Affiliation:
1. Department of Paediatrics, Dr DY Patil Medical College, Hospital and Research Centre, Dr DY Patil University, Pimpri, Pune, Maharashtra, India
Abstract
Introduction: Congenital hypothyroidism (CH) is seen more often in preterm and low birthweight infants. However, very few studies exist that explore the epidemiology and risk factors associated with CH, especially from the Indian subcontinent. Methods: A cross-sectional screening study was carried out on 240 low birthweight (<2.5 kg) and late preterm (34-36.6 weeks) newborns not requiring ventilator support over a period of 18 months. A total of 0.5 mL of venous sample was obtained on day 4 of life for analyzing thyroid stimulating hormone (TSH), tetraiodothyronine (T4), as well as tetraiodothyronine (T3) levels by an architect plus Chemiluminescence microparticle immunosorbent assay. Neonates with TSH values of more than 20 mIU/L were categorized as having elevated TSH. Results: Elevated TSH was seen in 10 (4.2%) neonates.
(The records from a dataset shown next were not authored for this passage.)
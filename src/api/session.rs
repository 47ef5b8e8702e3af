/// Session endpoints: login, quick login, refresh, logout, saved accounts,
/// recovery advice
use crate::{
    account::AccountSummary,
    auth::AuthContext,
    context::AppContext,
    error::{CoreError, CoreResult},
    recovery::RecoveryAdvice,
    session::{DeviceInfo, LoginGrant, SavedAccount},
};
use axum::{
    extract::{Query, State},
    routing::{get, post},
    Json, Router,
};
use serde::{Deserialize, Serialize};
use validator::Validate;

/// Build session routes
pub fn routes() -> Router<AppContext> {
    Router::new()
        .route("/api/auth/login", post(login))
        .route("/api/auth/quick-login", post(quick_login))
        .route("/api/auth/refresh", post(refresh))
        .route("/api/auth/logout", post(logout))
        .route("/api/auth/session", get(get_session))
        .route("/api/auth/saved-accounts", get(saved_accounts))
        .route("/api/auth/recovery-check", post(recovery_check))
}

#[derive(Debug, Deserialize, Validate)]
#[serde(rename_all = "camelCase")]
struct LoginRequest {
    /// Username or email
    #[serde(alias = "username", alias = "email")]
    #[validate(length(min = 1))]
    identifier: String,
    #[validate(length(min = 1))]
    password: String,
    #[serde(default)]
    device_info: Option<DeviceInfo>,
}

#[derive(Debug, Serialize)]
struct LoginResponse {
    success: bool,
    data: LoginGrant,
}

async fn login(
    State(ctx): State<AppContext>,
    Json(req): Json<LoginRequest>,
) -> CoreResult<Json<LoginResponse>> {
    req.validate()
        .map_err(|e| CoreError::Validation(e.to_string()))?;

    let device = req.device_info.unwrap_or_else(DeviceInfo::unknown);
    let grant = ctx.sessions.login(&req.identifier, &req.password, &device).await?;

    Ok(Json(LoginResponse {
        success: true,
        data: grant,
    }))
}

#[derive(Debug, Deserialize, Validate)]
#[serde(rename_all = "camelCase")]
struct QuickLoginRequest {
    #[validate(length(min = 1))]
    user_id: String,
    device_info: DeviceInfo,
}

async fn quick_login(
    State(ctx): State<AppContext>,
    Json(req): Json<QuickLoginRequest>,
) -> CoreResult<Json<LoginResponse>> {
    req.validate()
        .map_err(|e| CoreError::Validation(e.to_string()))?;

    let grant = ctx.sessions.quick_login(&req.user_id, &req.device_info).await?;

    Ok(Json(LoginResponse {
        success: true,
        data: grant,
    }))
}

#[derive(Debug, Deserialize, Validate)]
#[serde(rename_all = "camelCase")]
struct RefreshRequest {
    #[validate(length(min = 1))]
    refresh_token: String,
}

async fn refresh(
    State(ctx): State<AppContext>,
    Json(req): Json<RefreshRequest>,
) -> CoreResult<Json<LoginResponse>> {
    req.validate()
        .map_err(|e| CoreError::Validation(e.to_string()))?;

    let grant = ctx.sessions.refresh(&req.refresh_token).await?;

    Ok(Json(LoginResponse {
        success: true,
        data: grant,
    }))
}

#[derive(Debug, Deserialize)]
#[serde(rename_all = "camelCase")]
struct LogoutRequest {
    user_id: Option<String>,
}

#[derive(Debug, Serialize)]
struct LogoutResponse {
    success: bool,
}

async fn logout(
    State(ctx): State<AppContext>,
    auth: AuthContext,
    body: Option<Json<LogoutRequest>>,
) -> CoreResult<Json<LogoutResponse>> {
    // The bearer token is authoritative; a mismatched body id is logged and
    // otherwise ignored.
    if let Some(Json(LogoutRequest {
        user_id: Some(user_id),
    })) = body
    {
        if user_id != auth.account_id {
            tracing::warn!(
                token_account = %auth.account_id,
                body_account = %user_id,
                "logout body names a different account than the token"
            );
        }
    }

    ctx.sessions.logout(&auth.session).await?;

    Ok(Json(LogoutResponse { success: true }))
}

#[derive(Debug, Serialize)]
struct SessionResponse {
    success: bool,
    user: AccountSummary,
}

async fn get_session(
    State(ctx): State<AppContext>,
    auth: AuthContext,
) -> CoreResult<Json<SessionResponse>> {
    let account = ctx
        .accounts
        .find_by_id(&auth.account_id)
        .await?
        .ok_or_else(|| CoreError::AccountNotFound("Account no longer exists".to_string()))?;

    Ok(Json(SessionResponse {
        success: true,
        user: AccountSummary::from(&account),
    }))
}

#[derive(Debug, Deserialize)]
#[serde(rename_all = "camelCase")]
struct SavedAccountsQuery {
    device_id: String,
}

#[derive(Debug, Serialize)]
struct SavedAccountsResponse {
    success: bool,
    accounts: Vec<SavedAccount>,
}

async fn saved_accounts(
    State(ctx): State<AppContext>,
    Query(query): Query<SavedAccountsQuery>,
) -> CoreResult<Json<SavedAccountsResponse>> {
    let accounts = ctx.sessions.saved_accounts(&query.device_id).await?;

    Ok(Json(SavedAccountsResponse {
        success: true,
        accounts,
    }))
}

#[derive(Debug, Deserialize, Validate)]
#[serde(rename_all = "camelCase")]
struct RecoveryCheckRequest {
    #[validate(length(min = 1))]
    user_id: String,
}

#[derive(Debug, Serialize)]
struct RecoveryCheckResponse {
    success: bool,
    #[serde(flatten)]
    advice: RecoveryAdvice,
}

async fn recovery_check(
    State(ctx): State<AppContext>,
    Json(req): Json<RecoveryCheckRequest>,
) -> CoreResult<Json<RecoveryCheckResponse>> {
    req.validate()
        .map_err(|e| CoreError::Validation(e.to_string()))?;

    let advice = ctx.recovery.advise(&req.user_id).await?;

    Ok(Json(RecoveryCheckResponse {
        success: true,
        advice,
    }))
}
/// Crewgate - workforce identity and session service
///
/// Employees register by scanning an employer-issued QR code, verify their
/// email with a short-lived code, set a mobile password, and then log in
/// with full credentials or device-bound quick login.

pub mod account;
pub mod api;
pub mod auth;
pub mod config;
pub mod context;
pub mod db;
pub mod error;
pub mod jobs;
pub mod mailer;
pub mod metrics;
pub mod password;
pub mod qr;
pub mod rate_limit;
pub mod recovery;
pub mod registration;
pub mod server;
pub mod session;
pub mod token;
The presence of maternal anemia ( P = .011), gestational diabetes mellitus (GDM) ( P < .001), and maternal hypothyroidism ( P < .01) was found to be significantly linked to elevated TSH levels. Other maternal comorbidities, gestational age, birthweight, as well as the nature of birth bore no significant relation with CH. Discussion: Elevated TSH was found to be common in late preterm and low birthweight newborns. Neonates of mothers suffering from hypothyroidism, advanced maternal age, GDM, and maternal anemia should be serially evaluated for thyroid abnormalities as they possess a significantly higher risk of having elevated TSH levels.
Subject
Pediatrics, Perinatology and Child Health
Cited by
1 articles.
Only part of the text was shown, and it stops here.